WHAT YOU ARE ASKED TO DO:
All of the data that follows needs to be printed again, exactly as it reads.

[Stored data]
• • • • •
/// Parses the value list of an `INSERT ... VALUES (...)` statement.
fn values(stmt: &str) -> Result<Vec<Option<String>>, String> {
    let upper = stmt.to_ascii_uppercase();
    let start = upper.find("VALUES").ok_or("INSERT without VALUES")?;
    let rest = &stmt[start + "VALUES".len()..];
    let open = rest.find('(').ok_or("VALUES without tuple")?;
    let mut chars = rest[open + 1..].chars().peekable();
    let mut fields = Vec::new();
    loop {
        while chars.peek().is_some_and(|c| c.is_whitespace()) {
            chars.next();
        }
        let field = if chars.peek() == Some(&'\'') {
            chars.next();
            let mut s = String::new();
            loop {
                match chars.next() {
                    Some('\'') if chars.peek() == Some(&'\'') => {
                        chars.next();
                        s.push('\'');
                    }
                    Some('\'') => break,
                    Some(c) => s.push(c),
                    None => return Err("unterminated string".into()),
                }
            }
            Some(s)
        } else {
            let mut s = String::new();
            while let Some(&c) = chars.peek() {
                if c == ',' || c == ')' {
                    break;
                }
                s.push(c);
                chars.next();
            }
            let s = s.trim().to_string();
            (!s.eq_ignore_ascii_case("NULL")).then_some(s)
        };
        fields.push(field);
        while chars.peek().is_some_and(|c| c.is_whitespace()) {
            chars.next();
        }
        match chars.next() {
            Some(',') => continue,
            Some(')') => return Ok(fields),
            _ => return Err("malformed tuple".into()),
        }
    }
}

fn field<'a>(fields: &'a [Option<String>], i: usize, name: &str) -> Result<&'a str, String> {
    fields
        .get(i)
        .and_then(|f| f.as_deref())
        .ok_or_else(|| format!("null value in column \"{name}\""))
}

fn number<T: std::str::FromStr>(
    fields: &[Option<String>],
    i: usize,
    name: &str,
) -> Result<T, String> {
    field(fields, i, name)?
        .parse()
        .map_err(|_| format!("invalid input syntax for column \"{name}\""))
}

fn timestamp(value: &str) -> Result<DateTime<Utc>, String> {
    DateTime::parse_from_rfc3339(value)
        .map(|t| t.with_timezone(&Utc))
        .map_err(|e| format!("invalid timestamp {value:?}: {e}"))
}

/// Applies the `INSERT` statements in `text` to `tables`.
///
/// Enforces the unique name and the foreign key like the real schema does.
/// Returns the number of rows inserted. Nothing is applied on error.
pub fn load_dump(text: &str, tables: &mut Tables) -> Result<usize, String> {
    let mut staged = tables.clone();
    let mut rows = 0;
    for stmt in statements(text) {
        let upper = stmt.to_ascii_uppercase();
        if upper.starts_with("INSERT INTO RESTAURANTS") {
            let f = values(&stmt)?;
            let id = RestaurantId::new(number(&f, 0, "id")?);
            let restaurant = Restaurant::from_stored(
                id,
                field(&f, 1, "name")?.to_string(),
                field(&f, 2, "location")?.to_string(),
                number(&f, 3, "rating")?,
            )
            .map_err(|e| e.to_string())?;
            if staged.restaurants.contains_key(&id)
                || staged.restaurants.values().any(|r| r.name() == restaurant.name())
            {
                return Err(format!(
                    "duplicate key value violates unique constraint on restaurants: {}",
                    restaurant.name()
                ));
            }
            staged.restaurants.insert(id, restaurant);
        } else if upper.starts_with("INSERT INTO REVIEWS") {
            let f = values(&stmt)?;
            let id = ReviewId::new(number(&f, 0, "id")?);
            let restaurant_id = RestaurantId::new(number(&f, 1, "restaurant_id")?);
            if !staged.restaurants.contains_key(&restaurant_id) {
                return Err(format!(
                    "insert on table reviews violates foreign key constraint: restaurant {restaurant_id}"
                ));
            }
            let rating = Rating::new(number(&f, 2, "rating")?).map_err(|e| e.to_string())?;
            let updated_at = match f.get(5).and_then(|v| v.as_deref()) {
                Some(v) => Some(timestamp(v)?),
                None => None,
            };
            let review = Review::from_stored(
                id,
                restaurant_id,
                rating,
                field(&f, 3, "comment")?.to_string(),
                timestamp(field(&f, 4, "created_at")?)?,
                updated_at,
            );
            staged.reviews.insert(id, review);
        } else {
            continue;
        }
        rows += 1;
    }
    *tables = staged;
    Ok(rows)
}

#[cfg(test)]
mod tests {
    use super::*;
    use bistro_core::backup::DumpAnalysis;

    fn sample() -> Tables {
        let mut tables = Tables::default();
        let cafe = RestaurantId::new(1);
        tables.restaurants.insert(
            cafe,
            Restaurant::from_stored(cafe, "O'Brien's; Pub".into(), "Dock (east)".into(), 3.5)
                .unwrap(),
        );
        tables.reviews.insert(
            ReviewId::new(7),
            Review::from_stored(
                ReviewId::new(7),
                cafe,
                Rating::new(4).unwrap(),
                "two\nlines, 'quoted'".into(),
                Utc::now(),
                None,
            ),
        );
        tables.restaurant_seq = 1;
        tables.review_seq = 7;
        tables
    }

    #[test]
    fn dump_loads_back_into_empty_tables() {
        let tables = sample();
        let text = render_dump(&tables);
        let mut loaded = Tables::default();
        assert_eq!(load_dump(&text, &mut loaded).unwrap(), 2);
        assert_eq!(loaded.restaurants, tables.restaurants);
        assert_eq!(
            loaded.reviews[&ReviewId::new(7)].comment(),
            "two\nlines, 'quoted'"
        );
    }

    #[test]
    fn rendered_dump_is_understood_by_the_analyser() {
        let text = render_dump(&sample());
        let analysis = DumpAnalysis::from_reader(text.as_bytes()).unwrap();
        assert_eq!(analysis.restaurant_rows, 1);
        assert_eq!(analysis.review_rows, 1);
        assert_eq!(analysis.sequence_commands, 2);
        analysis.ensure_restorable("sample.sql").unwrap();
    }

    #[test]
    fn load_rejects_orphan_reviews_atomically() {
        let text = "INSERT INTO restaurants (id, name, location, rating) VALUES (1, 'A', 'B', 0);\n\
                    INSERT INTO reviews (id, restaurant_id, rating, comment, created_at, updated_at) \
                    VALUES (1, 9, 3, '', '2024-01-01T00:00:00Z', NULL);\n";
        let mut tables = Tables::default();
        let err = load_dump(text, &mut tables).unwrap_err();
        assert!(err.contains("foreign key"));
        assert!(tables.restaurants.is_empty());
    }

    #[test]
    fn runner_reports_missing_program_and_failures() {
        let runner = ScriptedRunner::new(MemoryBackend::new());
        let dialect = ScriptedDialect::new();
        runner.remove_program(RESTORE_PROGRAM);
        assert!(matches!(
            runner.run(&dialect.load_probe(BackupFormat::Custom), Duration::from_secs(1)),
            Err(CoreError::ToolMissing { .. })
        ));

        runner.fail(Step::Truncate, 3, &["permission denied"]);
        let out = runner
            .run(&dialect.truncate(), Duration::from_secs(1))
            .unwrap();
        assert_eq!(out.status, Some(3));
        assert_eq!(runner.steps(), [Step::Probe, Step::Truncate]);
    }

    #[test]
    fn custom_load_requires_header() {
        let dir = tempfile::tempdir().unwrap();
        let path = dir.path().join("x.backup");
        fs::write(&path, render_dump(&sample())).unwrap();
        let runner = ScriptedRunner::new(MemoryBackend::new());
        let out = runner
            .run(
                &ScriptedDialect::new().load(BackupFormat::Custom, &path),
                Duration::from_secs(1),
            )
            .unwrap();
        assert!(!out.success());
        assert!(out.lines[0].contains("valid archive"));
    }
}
• • • • •
WRITTEN RESPONSE:
/// Parses the value list of an `INSERT ... VALUES (...)` statement.
fn values(stmt: &str) -> Result<Vec<Option<String>>, String> {
    let upper = stmt.to_ascii_uppercase();
    let start = upper.find("VALUES").ok_or("INSERT without VALUES")?;
    let rest = &stmt[start + "VALUES".len()..];
    let open = rest.find('(').ok_or("VALUES without tuple")?;
    let mut chars = rest[open + 1..].chars().peekable();
    let mut fields = Vec::new();
    loop {
        while chars.peek().is_some_and(|c| c.is_whitespace()) {
            chars.next();
        }
        let field = if chars.peek() == Some(&'\'') {
            chars.next();
            let mut s = String::new();
            loop {
                match chars.next() {
                    Some('\'') if chars.peek() == Some(&'\'') => {
                        chars.next();
                        s.push('\'');
                    }
                    Some('\'') => break,
                    Some(c) => s.push(c),
                    None => return Err("unterminated string".into()),
                }
            }
            Some(s)
        } else {
            let mut s = String::new();
            while let Some(&c) = chars.peek() {
                if c == ',' || c == ')' {
                    break;
                }
                s.push(c);
                chars.next();
            }
            let s = s.trim().to_string();
            (!s.eq_ignore_ascii_case("NULL")).then_some(s)
        };
        fields.push(field);
        while chars.peek().is_some_and(|c| c.is_whitespace()) {
            chars.next();
        }
        match chars.next() {
            Some(',') => continue,
            Some(')') => return Ok(fields),
            _ => return Err("malformed tuple".into()),
        }
    }
}

fn field<'a>(fields: &'a [Option<String>], i: usize, name: &str) -> Result<&'a str, String> {
    fields
        .get(i)
        .and_then(|f| f.as_deref())
        .ok_or_else(|| format!("null value in column \"{name}\""))
}

fn number<T: std::str::FromStr>(
    fields: &[Option<String>],
    i: usize,
    name: &str,
) -> Result<T, String> {
    field(fields, i, name)?
        .parse()
        .map_err(|_| format!("invalid input syntax for column \"{name}\""))
}

fn timestamp(value: &str) -> Result<DateTime<Utc>, String> {
    DateTime::parse_from_rfc3339(value)
        .map(|t| t.with_timezone(&Utc))
        .map_err(|e| format!("invalid timestamp {value:?}: {e}"))
}

/// Applies the `INSERT` statements in `text` to `tables`.
///
/// Enforces the unique name and the foreign key like the real schema does.
/// Returns the number of rows inserted. Nothing is applied on error.
pub fn load_dump(text: &str, tables: &mut Tables) -> Result<usize, String> {
    let mut staged = tables.clone();
    let mut rows = 0;
    for stmt in statements(text) {
        let upper = stmt.to_ascii_uppercase();
        if upper.starts_with("INSERT INTO RESTAURANTS") {
            let f = values(&stmt)?;
            let id = RestaurantId::new(number(&f, 0, "id")?);
            let restaurant = Restaurant::from_stored(
                id,
                field(&f, 1, "name")?.to_string(),
                field(&f, 2, "location")?.to_string(),
                number(&f, 3, "rating")?,
            )
            .map_err(|e| e.to_string())?;
            if staged.restaurants.contains_key(&id)
                || staged.restaurants.values().any(|r| r.name() == restaurant.name())
            {
                return Err(format!(
                    "duplicate key value violates unique constraint on restaurants: {}",
                    restaurant.name()
                ));
            }
            staged.restaurants.insert(id, restaurant);
        } else if upper.starts_with("INSERT INTO REVIEWS") {
            let f = values(&stmt)?;
            let id = ReviewId::new(number(&f, 0, "id")?);
            let restaurant_id = RestaurantId::new(number(&f, 1, "restaurant_id")?);
            if !staged.restaurants.contains_key(&restaurant_id) {
                return Err(format!(
                    "insert on table reviews violates foreign key constraint: restaurant {restaurant_id}"
                ));
            }
            let rating = Rating::new(number(&f, 2, "rating")?).map_err(|e| e.to_string())?;
            let updated_at = match f.get(5).and_then(|v| v.as_deref()) {
                Some(v) => Some(timestamp(v)?),
                None => None,
            };
            let review = Review::from_stored(
                id,
                restaurant_id,
                rating,
                field(&f, 3, "comment")?.to_string(),
                timestamp(field(&f, 4, "created_at")?)?,
                updated_at,
            );
            staged.reviews.insert(id, review);
        } else {
            continue;
        }
        rows += 1;
    }
    *tables = staged;
    Ok(rows)
}

#[cfg(test)]
mod tests {
    use super::*;
    use bistro_core::backup::DumpAnalysis;

    fn sample() -> Tables {
        let mut tables = Tables::default();
        let cafe = RestaurantId::new(1);
        tables.restaurants.insert(
            cafe,
            Restaurant::from_stored(cafe, "O'Brien's; Pub".into(), "Dock (east)".into(), 3.5)
                .unwrap(),
        );
        tables.reviews.insert(
            ReviewId::new(7),
            Review::from_stored(
                ReviewId::new(7),
                cafe,
                Rating::new(4).unwrap(),
                "two\nlines, 'quoted'".into(),
                Utc::now(),
                None,
            ),
        );
        tables.restaurant_seq = 1;
        tables.review_seq = 7;
        tables
    }

    #[test]
    fn dump_loads_back_into_empty_tables() {
        let tables = sample();
        let text = render_dump(&tables);
        let mut loaded = Tables::default();
        assert_eq!(load_dump(&text, &mut loaded).unwrap(), 2);
        assert_eq!(loaded.restaurants, tables.restaurants);
        assert_eq!(
            loaded.reviews[&ReviewId::new(7)].comment(),
            "two\nlines, 'quoted'"
        );
    }

    #[test]
    fn rendered_dump_is_understood_by_the_analyser() {
        let text = render_dump(&sample());
        let analysis = DumpAnalysis::from_reader(text.as_bytes()).unwrap();
        assert_eq!(analysis.restaurant_rows, 1);
        assert_eq!(analysis.review_rows, 1);
        assert_eq!(analysis.sequence_commands, 2);
        analysis.ensure_restorable("sample.sql").unwrap();
    }

    #[test]
    fn load_rejects_orphan_reviews_atomically() {
        let text = "INSERT INTO restaurants (id, name, location, rating) VALUES (1, 'A', 'B', 0);\n\
                    INSERT INTO reviews (id, restaurant_id, rating, comment, created_at, updated_at) \
                    VALUES (1, 9, 3, '', '2024-01-01T00:00:00Z', NULL);\n";
        let mut tables = Tables::default();
        let err = load_dump(text, &mut tables).unwrap_err();
        assert!(err.contains("foreign key"));
        assert!(tables.restaurants.is_empty());
    }

    #[test]
    fn runner_reports_missing_program_and_failures() {
        let runner = ScriptedRunner::new(MemoryBackend::new());
        let dialect = ScriptedDialect::new();
        runner.remove_program(RESTORE_PROGRAM);
        assert!(matches!(
            runner.run(&dialect.load_probe(BackupFormat::Custom), Duration::from_secs(1)),
            Err(CoreError::ToolMissing { .. })
        ));

        runner.fail(Step::Truncate, 3, &["permission denied"]);
        let out = runner
            .run(&dialect.truncate(), Duration::from_secs(1))
            .unwrap();
        assert_eq!(out.status, Some(3));
        assert_eq!(runner.steps(), [Step::Probe, Step::Truncate]);
    }

    #[test]
    fn custom_load_requires_header() {
        let dir = tempfile::tempdir().unwrap();
        let path = dir.path().join("x.backup");
        fs::write(&path, render_dump(&sample())).unwrap();
        let runner = ScriptedRunner::new(MemoryBackend::new());
        let out = runner
            .run(
                &ScriptedDialect::new().load(BackupFormat::Custom, &path),
                Duration::from_secs(1),
            )
            .unwrap();
        assert!(!out.success());
        assert!(out.lines[0].contains("valid archive"));
    }
}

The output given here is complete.